_Work to complete_
Once you have read the listing below, write all of it out again exactly.

*** Block opens ***

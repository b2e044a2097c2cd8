use embassy_net::Stack;
use embassy_sync::{blocking_mutex::raw::NoopRawMutex, mutex::Mutex};
use esp_mbedtls::Tls;
use heapless::Vec;
use static_cell::StaticCell;
use thingspeak_feeds::{FeedPublisher, Feeds, Payload};

use crate::config::CONFIG;
use crate::constants::*;
use crate::cstr;
use crate::mqtt;
use crate::sensors::{SensorData, Sensors};
use crate::transport::Transport;

static MQTT_RX_BUF: StaticCell<Mutex<NoopRawMutex, [u8; MQTT_RX_BUFFER_SIZE]>> = StaticCell::new();
static MQTT_TX_BUF: StaticCell<Mutex<NoopRawMutex, [u8; MQTT_TX_BUFFER_SIZE]>> = StaticCell::new();

#[derive(Debug)]
pub enum Error {
    Sensor,
    Payload,
    NoReadings,
    UnknownFeed,
    Config,
    Transport,
    Mqtt,
}

pub struct Measurement {
    stack: &'static Mutex<NoopRawMutex, Stack<'static>>,
    tls: &'static Tls<'static>,
    rx_buf: &'static Mutex<NoopRawMutex, [u8; RX_BUFFER_SIZE]>,
    tx_buf: &'static Mutex<NoopRawMutex, [u8; TX_BUFFER_SIZE]>,
    mqtt_rx_buf: &'static Mutex<NoopRawMutex, [u8; MQTT_RX_BUFFER_SIZE]>,
    mqtt_tx_buf: &'static Mutex<NoopRawMutex, [u8; MQTT_TX_BUFFER_SIZE]>,
    servername: Vec<u8, SERVERNAME_MAX>,
    ca_chain: Option<Vec<u8, CA_PEM_MAX>>,
    sensors: Sensors,
    feeds: Feeds<MAX_FEEDS>,
}

impl Measurement {
    pub fn new(
        stack: &'static Mutex<NoopRawMutex, Stack<'static>>,
        tls: &'static Tls<'static>,
        rx_buf: &'static Mutex<NoopRawMutex, [u8; RX_BUFFER_SIZE]>,
        tx_buf: &'static Mutex<NoopRawMutex, [u8; TX_BUFFER_SIZE]>,
        sensors: Sensors,
        feeds: Feeds<MAX_FEEDS>,
    ) -> Result<Self, Error> {
        let mqtt_rx_buf = MQTT_RX_BUF.init(Mutex::new([0; MQTT_RX_BUFFER_SIZE]));
        let mqtt_tx_buf = MQTT_TX_BUF.init(Mutex::new([0; MQTT_TX_BUFFER_SIZE]));

        let servername =
            cstr::build_trimmed_c_str_vec::<SERVERNAME_MAX>(CONFIG.mqtt_hostname).map_err(|e| {
                log::error!("Invalid MQTT hostname: {:?}", e);
                Error::Config
            })?;

        let ca_chain = CONFIG
            .tls_ca
            .map(cstr::build_trimmed_c_str_vec::<CA_PEM_MAX>)
            .transpose()
            .map_err(|e| {
                log::error!("Invalid TLS CA chain: {:?}", e);
                Error::Config
            })?;

        Ok(Self {
            stack,
            tls,
            rx_buf,
            tx_buf,
            mqtt_rx_buf,
            mqtt_tx_buf,
            servername,
            ca_chain,
            sensors,
            feeds,
        })
    }

    pub async fn take(&mut self) -> Result<(), Error> {
        // Measure sensor data first
        let sensor_data = self.sensors.measure().await.map_err(|e| {
            log::error!("Sensor error: {:?}", e);
            Error::Sensor
        })?;
        log::debug!("Sensor data received: {:?}", sensor_data);

        let payload = build_payload(&sensor_data)?;
        if payload.is_empty() {
            return Err(Error::NoReadings);
        }

        let feed = self.feeds.get(POND_SENSOR_FEED).ok_or(Error::UnknownFeed)?;

        // Acquire locks for shared resources only when needed
        let stack_guard = self.stack.lock().await;
        let mut rx_buf = self.rx_buf.lock().await;
        let mut tx_buf = self.tx_buf.lock().await;

        let servername = cstr::as_c_str(&self.servername).map_err(|_| Error::Config)?;

        // Create transport session
        let transport = Transport::new(
            *stack_guard,
            self.tls,
            &mut *rx_buf,
            &mut *tx_buf,
            CONFIG.mqtt_hostname,
            servername,
            self.ca_chain.as_deref(),
            CONFIG.mqtt_port,
        )
        .await
        .map_err(|e| {
            log::error!("Transport error: {:?}", e);
            Error::Transport
        })?;

        // MQTT 3.1.1 session, one per cycle
        let mut mqtt_rx_buf = self.mqtt_rx_buf.lock().await;
        let mut mqtt_tx_buf = self.mqtt_tx_buf.lock().await;
        let mut client = mqtt::connect(transport, &mut *mqtt_tx_buf, &mut *mqtt_rx_buf)
            .await
            .map_err(|_| Error::Mqtt)?;

        let published = FeedPublisher::new(&mut client, feed)
            .publish_payload(&payload)
            .await;

        // Explicitly disconnect, even after a failed publish
        mqtt::disconnect(client).await;

        published.map_err(|e| {
            log::error!("Publishing to {} failed: {:?}", feed.name(), e);
            Error::Mqtt
        })?;

        log::info!("Channel update published to {}", feed.topic());
        Ok(())
    }
}

fn build_payload(sensor_data: &SensorData) -> Result<Payload<'static>, Error> {
    let mut payload = Payload::from_readings(sensor_data.readings(), &POND_FIELDS)
        .map_err(|e| {
            log::error!("Invalid field mapping: {:?}", e);
            Error::Payload
        })?
        .with_status(UPDATE_STATUS);

    if let (Some(latitude), Some(longitude)) = (CONFIG.latitude, CONFIG.longitude) {
        payload = payload.with_location(latitude, longitude);
    }
    if let Some(elevation) = CONFIG.elevation {
        payload = payload.with_elevation(elevation);
    }

    log::debug!("Channel update payload: {:?}", payload);
    Ok(payload)
}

*** Block closes ***

_Answer for this exercise_
repository b2e044a2097c2cd8
use embassy_net::Stack;
use embassy_sync::{blocking_mutex::raw::NoopRawMutex, mutex::Mutex};
use esp_mbedtls::Tls;
use heapless::Vec;
use static_cell::StaticCell;
use thingspeak_feeds::{FeedPublisher, Feeds, Payload};

use crate::config::CONFIG;
use crate::constants::*;
use crate::cstr;
use crate::mqtt;
use crate::sensors::{SensorData, Sensors};
use crate::transport::Transport;

static MQTT_RX_BUF: StaticCell<Mutex<NoopRawMutex, [u8; MQTT_RX_BUFFER_SIZE]>> = StaticCell::new();
static MQTT_TX_BUF: StaticCell<Mutex<NoopRawMutex, [u8; MQTT_TX_BUFFER_SIZE]>> = StaticCell::new();

#[derive(Debug)]
pub enum Error {
    Sensor,
    Payload,
    NoReadings,
    UnknownFeed,
    Config,
    Transport,
    Mqtt,
}

pub struct Measurement {
    stack: &'static Mutex<NoopRawMutex, Stack<'static>>,
    tls: &'static Tls<'static>,
    rx_buf: &'static Mutex<NoopRawMutex, [u8; RX_BUFFER_SIZE]>,
    tx_buf: &'static Mutex<NoopRawMutex, [u8; TX_BUFFER_SIZE]>,
    mqtt_rx_buf: &'static Mutex<NoopRawMutex, [u8; MQTT_RX_BUFFER_SIZE]>,
    mqtt_tx_buf: &'static Mutex<NoopRawMutex, [u8; MQTT_TX_BUFFER_SIZE]>,
    servername: Vec<u8, SERVERNAME_MAX>,
    ca_chain: Option<Vec<u8, CA_PEM_MAX>>,
    sensors: Sensors,
    feeds: Feeds<MAX_FEEDS>,
}

impl Measurement {
    pub fn new(
        stack: &'static Mutex<NoopRawMutex, Stack<'static>>,
        tls: &'static Tls<'static>,
        rx_buf: &'static Mutex<NoopRawMutex, [u8; RX_BUFFER_SIZE]>,
        tx_buf: &'static Mutex<NoopRawMutex, [u8; TX_BUFFER_SIZE]>,
        sensors: Sensors,
        feeds: Feeds<MAX_FEEDS>,
    ) -> Result<Self, Error> {
        let mqtt_rx_buf = MQTT_RX_BUF.init(Mutex::new([0; MQTT_RX_BUFFER_SIZE]));
        let mqtt_tx_buf = MQTT_TX_BUF.init(Mutex::new([0; MQTT_TX_BUFFER_SIZE]));

        let servername =
            cstr::build_trimmed_c_str_vec::<SERVERNAME_MAX>(CONFIG.mqtt_hostname).map_err(|e| {
                log::error!("Invalid MQTT hostname: {:?}", e);
                Error::Config
            })?;

        let ca_chain = CONFIG
            .tls_ca
            .map(cstr::build_trimmed_c_str_vec::<CA_PEM_MAX>)
            .transpose()
            .map_err(|e| {
                log::error!("Invalid TLS CA chain: {:?}", e);
                Error::Config
            })?;

        Ok(Self {
            stack,
            tls,
            rx_buf,
            tx_buf,
            mqtt_rx_buf,
            mqtt_tx_buf,
            servername,
            ca_chain,
            sensors,
            feeds,
        })
    }

    pub async fn take(&mut self) -> Result<(), Error> {
        // Measure sensor data first
        let sensor_data = self.sensors.measure().await.map_err(|e| {
            log::error!("Sensor error: {:?}", e);
            Error::Sensor
        })?;
        log::debug!("Sensor data received: {:?}", sensor_data);

        let payload = build_payload(&sensor_data)?;
        if payload.is_empty() {
            return Err(Error::NoReadings);
        }

        let feed = self.feeds.get(POND_SENSOR_FEED).ok_or(Error::UnknownFeed)?;

        // Acquire locks for shared resources only when needed
        let stack_guard = self.stack.lock().await;
        let mut rx_buf = self.rx_buf.lock().await;
        let mut tx_buf = self.tx_buf.lock().await;

        let servername = cstr::as_c_str(&self.servername).map_err(|_| Error::Config)?;

        // Create transport session
        let transport = Transport::new(
            *stack_guard,
            self.tls,
            &mut *rx_buf,
            &mut *tx_buf,
            CONFIG.mqtt_hostname,
            servername,
            self.ca_chain.as_deref(),
            CONFIG.mqtt_port,
        )
        .await
        .map_err(|e| {
            log::error!("Transport error: {:?}", e);
            Error::Transport
        })?;

        // MQTT 3.1.1 session, one per cycle
        let mut mqtt_rx_buf = self.mqtt_rx_buf.lock().await;
        let mut mqtt_tx_buf = self.mqtt_tx_buf.lock().await;
        let mut client = mqtt::connect(transport, &mut *mqtt_tx_buf, &mut *mqtt_rx_buf)
            .await
            .map_err(|_| Error::Mqtt)?;

        let published = FeedPublisher::new(&mut client, feed)
            .publish_payload(&payload)
            .await;

        // Explicitly disconnect, even after a failed publish
        mqtt::disconnect(client).await;

        published.map_err(|e| {
            log::error!("Publishing to {} failed: {:?}", feed.name(), e);
            Error::Mqtt
        })?;

        log::info!("Channel update published to {}", feed.topic());
        Ok(())
    }
}

fn build_payload(sensor_data: &SensorData) -> Result<Payload<'static>, Error> {
    let mut payload = Payload::from_readings(sensor_data.readings(), &POND_FIELDS)
        .map_err(|e| {
            log::error!("Invalid field mapping: {:?}", e);
            Error::Payload
        })?
        .with_status(UPDATE_STATUS);

    if let (Some(latitude), Some(longitude)) = (CONFIG.latitude, CONFIG.longitude) {
        payload = payload.with_location(latitude, longitude);
    }
    if let Some(elevation) = CONFIG.elevation {
        payload = payload.with_elevation(elevation);
    }

    log::debug!("Channel update payload: {:?}", payload);
    Ok(payload)
}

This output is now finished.